### WHAT TO WORK ON
From the data below, return each line in which the string "permuted" is found.

### ENTRIES PROVIDED
===============

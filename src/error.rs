use rusqlite::Error as RusqliteError;
use std::io;
use std::path::PathBuf;
use thiserror::Error;

#[derive(Error, Debug)]
pub enum MigrateError {
    #[error("I/O error: {0}")]
    IoError(#[from] io::Error),

    #[error("Database error: {0}")]
    DatabaseError(#[from] RusqliteError),

    #[error("Configuration error: {0}")]
    ConfigError(#[from] Box<figment::Error>),

    #[error("Cannot open database '{}': {source}", path.display())]
    DatabaseUnavailable {
        path: PathBuf,
        source: RusqliteError,
    },

    #[error("Invalid migration plan: {0}")]
    PlanError(String),

    /// The step's table does not exist. Never treated as "column missing".
    #[error("Table '{table}' does not exist")]
    SchemaError { table: String },

    #[error("Migration of {table}.{target} failed: {source}")]
    MigrationFailed {
        table: String,
        target: String,
        source: RusqliteError,
    },

    #[error("Backfill of {table}.{column} failed: {source}")]
    BackfillFailed {
        table: String,
        column: String,
        source: RusqliteError,
    },

    /// Index names are schema-wide; the name is taken by another table.
    #[error("Index '{index}' for table '{table}' already exists on table '{owner}'")]
    IndexNameConflict {
        index: String,
        table: String,
        owner: String,
    },

    #[error("Migration already in progress (held by '{holder}' since {acquired_at})")]
    LockHeldError { holder: String, acquired_at: String },

    #[error("Rebuild of '{table}' lost rows: {before} before, {after} after")]
    RowCountMismatch {
        table: String,
        before: i64,
        after: i64,
    },

    #[error("Error: {0}")]
    Error(String),
}

impl MigrateError {
    /// Errors that end the whole run rather than a single step.
    pub fn is_run_level(&self) -> bool {
        matches!(
            self,
            MigrateError::LockHeldError { .. }
                | MigrateError::DatabaseUnavailable { .. }
                | MigrateError::ConfigError(_)
                | MigrateError::PlanError(_)
                | MigrateError::IoError(_)
        )
    }
}

impl From<figment::Error> for MigrateError {
    fn from(err: figment::Error) -> Self {
        MigrateError::ConfigError(Box::new(err))
    }
}
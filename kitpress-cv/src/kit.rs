//! Kit export planning
//!
//! Turns the current selection into a bounded, deterministically renumbered
//! export plan. Pure and idempotent: the plan is rebuilt from scratch on
//! every request and never mutated.

use crate::types::FileItem;
use std::cmp::Ordering;

/// Maximum number of samples in one kit export
pub const KIT_MAX_SAMPLES: usize = 10;

/// Destination folder every kit export writes into
pub const KIT_FOLDER_NAME: &str = "H";

/// User-facing rejection message when the selection exceeds capacity
pub const KIT_LIMIT_WARNING: &str =
    "Kit Maker supports up to 10 samples. Please select 10 or fewer.";

/// One renumbered entry of a kit plan
#[derive(Debug, Clone)]
pub struct KitEntry {
    /// The input this entry converts
    pub item: FileItem,
    /// Plan-assigned output name, `{index}.wav`
    pub output_name: String,
    /// Zero-based position in sorted order
    pub index: usize,
}

/// A kit export plan
///
/// Either fully blocked (`blocked` set, `entries` empty) or fully valid
/// (1..=10 entries, empty warning) — never partially populated. An empty
/// selection blocks without a warning; only the capacity case carries the
/// limit message.
#[derive(Debug, Clone)]
pub struct KitPlan {
    /// Whether the export must not run
    pub blocked: bool,
    /// Rejection message, empty unless capacity was exceeded
    pub warning: String,
    /// Fixed destination folder name
    pub folder_name: String,
    /// Renumbered entries in sorted order
    pub entries: Vec<KitEntry>,
}

/// Case-insensitive filename ascending, case-sensitive tie-break
///
/// This ordering makes the numbering reproducible regardless of selection
/// order or platform sort quirks.
fn compare_filenames(left: &FileItem, right: &FileItem) -> Ordering {
    let a_lower = left.name.to_lowercase();
    let b_lower = right.name.to_lowercase();
    a_lower
        .cmp(&b_lower)
        .then_with(|| left.name.cmp(&right.name))
}

/// Build the kit export plan for the current selection
pub fn build_kit_plan(files: &[FileItem]) -> KitPlan {
    if files.is_empty() {
        return KitPlan {
            blocked: true,
            warning: String::new(),
            folder_name: KIT_FOLDER_NAME.to_string(),
            entries: Vec::new(),
        };
    }

    if files.len() > KIT_MAX_SAMPLES {
        return KitPlan {
            blocked: true,
            warning: KIT_LIMIT_WARNING.to_string(),
            folder_name: KIT_FOLDER_NAME.to_string(),
            entries: Vec::new(),
        };
    }

    let mut sorted: Vec<FileItem> = files.to_vec();
    sorted.sort_by(compare_filenames);

    let entries = sorted
        .into_iter()
        .enumerate()
        .map(|(index, item)| KitEntry {
            item,
            output_name: format!("{}.wav", index),
            index,
        })
        .collect();

    KitPlan {
        blocked: false,
        warning: String::new(),
        folder_name: KIT_FOLDER_NAME.to_string(),
        entries,
    }
}

#[cfg(test)]
mod tests {
    use super::*;

    fn items(names: &[&str]) -> Vec<FileItem> {
        names
            .iter()
            .map(|name| FileItem::from_bytes(*name, vec![0u8; 4], 0))
            .collect()
    }

    #[test]
    fn sorts_files_by_filename_ascending_before_numbering() {
        let plan = build_kit_plan(&items(&["kick.wav", "Hat.wav", "snare.wav"]));
        assert!(!plan.blocked);
        let names: Vec<&str> = plan.entries.iter().map(|e| e.item.name.as_str()).collect();
        assert_eq!(names, ["Hat.wav", "kick.wav", "snare.wav"]);
    }

    #[test]
    fn names_outputs_from_zero_to_n_minus_one() {
        let plan = build_kit_plan(&items(&["b.wav", "a.wav", "c.wav"]));
        assert!(!plan.blocked);
        let outputs: Vec<&str> = plan
            .entries
            .iter()
            .map(|e| e.output_name.as_str())
            .collect();
        assert_eq!(outputs, ["0.wav", "1.wav", "2.wav"]);
        assert_eq!(plan.folder_name, "H");
    }

    #[test]
    fn numbering_is_independent_of_selection_order() {
        let names = ["kick.wav", "Hat.wav", "snare.wav", "Tom.wav"];
        let baseline = build_kit_plan(&items(&names));
        let baseline_pairs: Vec<(String, String)> = baseline
            .entries
            .iter()
            .map(|e| (e.item.name.clone(), e.output_name.clone()))
            .collect();

        // Every rotation of the input must produce the identical plan.
        for rotation in 1..names.len() {
            let mut permuted = names.to_vec();
            permuted.rotate_left(rotation);
            let plan = build_kit_plan(&items(&permuted));
            let pairs: Vec<(String, String)> = plan
                .entries
                .iter()
                .map(|e| (e.item.name.clone(), e.output_name.clone()))
                .collect();
            assert_eq!(pairs, baseline_pairs);
        }
    }

    #[test]
    fn case_sensitive_tie_break_is_stable() {
        let plan = build_kit_plan(&items(&["a.wav", "A.wav"]));
        let names: Vec<&str> = plan.entries.iter().map(|e| e.item.name.as_str()).collect();
        // "A" < "a" byte-wise once the case-insensitive key ties.
        assert_eq!(names, ["A.wav", "a.wav"]);
    }

    #[test]
    fn exactly_ten_files_are_accepted() {
        let names: Vec<String> = (0..10).map(|i| format!("sample-{}.wav", i)).collect();
        let refs: Vec<&str> = names.iter().map(String::as_str).collect();
        let plan = build_kit_plan(&items(&refs));
        assert!(!plan.blocked);
        assert_eq!(plan.entries.len(), 10);
        assert!(plan.warning.is_empty());
    }

    #[test]
    fn blocks_selection_larger_than_ten() {
        let names: Vec<String> = (0..11).map(|i| format!("sample-{}.wav", i)).collect();
        let refs: Vec<&str> = names.iter().map(String::as_str).collect();
        let plan = build_kit_plan(&items(&refs));
        assert!(plan.blocked);
        assert_eq!(plan.warning, KIT_LIMIT_WARNING);
        assert!(plan.entries.is_empty());
    }

    #[test]
    fn empty_selection_blocks_without_warning() {
        let plan = build_kit_plan(&[]);
        assert!(plan.blocked);
        assert!(plan.warning.is_empty());
        assert!(plan.entries.is_empty());
    }
}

===============

### ANSWER TO THE PROBLEM
            let mut permuted = names.to_vec();
            permuted.rotate_left(rotation);
            let plan = build_kit_plan(&items(&permuted));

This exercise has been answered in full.